Re: [Usability] Re: [Epiphany] epiphany toolbar/bookmarks

> The goals of most distributions probably isn't to please everyone.
> That's just not possible, especially with some long-time users that have
> gone accustomed to many kinds of different more or less exotic behaviors
> that have appeared in some pieces of software that have ever existed.

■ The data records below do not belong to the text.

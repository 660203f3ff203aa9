//! Hierarchical, self-describing typed-node containers.
//!
//! A [`Node`] is either an interior node (an insertion-ordered mapping from
//! unique field names to child nodes) or a leaf holding a typed buffer: a
//! [`DType`] element tag plus a little-endian byte payload. Consumers read
//! the tree through a small capability-style interface and mutate it only
//! through `set`/`remove`/`reset`.
//!
//! # Example
//!
//! ```
//! use lode_node::{DType, Node};
//!
//! let mut sample = Node::new();
//! sample.set("payload", Node::uint8_array(vec![1, 2, 3]));
//!
//! assert!(sample.has_child("payload"));
//! let payload = sample.child("payload").unwrap();
//! assert_eq!(payload.dtype(), DType::UInt8);
//! assert_eq!(payload.as_uint8_array().unwrap(), &[1, 2, 3]);
//! ```

mod dtype;
mod error;
mod node;

pub use dtype::DType;
pub use error::NodeError;
pub use node::{Leaf, Node};
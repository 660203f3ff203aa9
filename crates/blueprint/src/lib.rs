//! Structural protocol verification for `lode` node trees.
//!
//! A verifier checks that a candidate node matches a named container shape.
//! Every verifier follows the same contract: a boolean verdict plus a
//! per-field breakdown written into a caller-supplied `info` node. Malformed
//! input is a normal outcome reported through the verdict, never an error.
//!
//! ```
//! use lode_blueprint::zfparray;
//! use lode_node::Node;
//!
//! let mut candidate = Node::new();
//! candidate.set(zfparray::HEADER_FIELD_NAME, Node::uint8_array(vec![0; 4]));
//! candidate.set(zfparray::COMPRESSED_DATA_FIELD_NAME, Node::uint8_array(vec![0; 4]));
//!
//! let mut info = Node::new();
//! assert!(zfparray::verify(&candidate, &mut info));
//! ```

pub mod zfparray;

use lode_node::Node;

/// Verify `node` against the named protocol.
///
/// Routes to that protocol's verifier; an unrecognized protocol name clears
/// `info` and fails.
pub fn verify(protocol: &str, node: &Node, info: &mut Node) -> bool {
    match protocol {
        "zfparray" => zfparray::verify(node, info),
        _ => {
            info.reset();
            false
        }
    }
}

agreed but one should not suddenly have to roll their own just to get a
somewhat common feature/function b/c the distro decided to change apps
with out taking into consideration if the app change is a step forward
or backwards(this I've seen happen).  I understand sometimes you have to
go backwards b/c for some reason outside your control, but you wouldn't
expect a gnome distribution to say lynx is the default browser.  It does
work and it does have a clean, tight, simple interface(hell it is
probably hig compliant) but from the prospect of a gui interfaces that
ship with mozilla, galeon, epiphany, konqueror, and etc I'd say it is a
step backwards.  I know this is drastic (and only to make a point),
epiphany does not appear to be a step backwards to _me_(granted it is
lacking in some features but it isn't finished either... you have to
give it a chance).  

> The goals of most distributions is probably more in line of providing
> what makes most sense to most of their users or customers. Making
> everyone happy is unrealistic. So sorry, but you will probably never
> ever have a distribution that "just works" for you if you have that many
> special requirements, unless you roll your own.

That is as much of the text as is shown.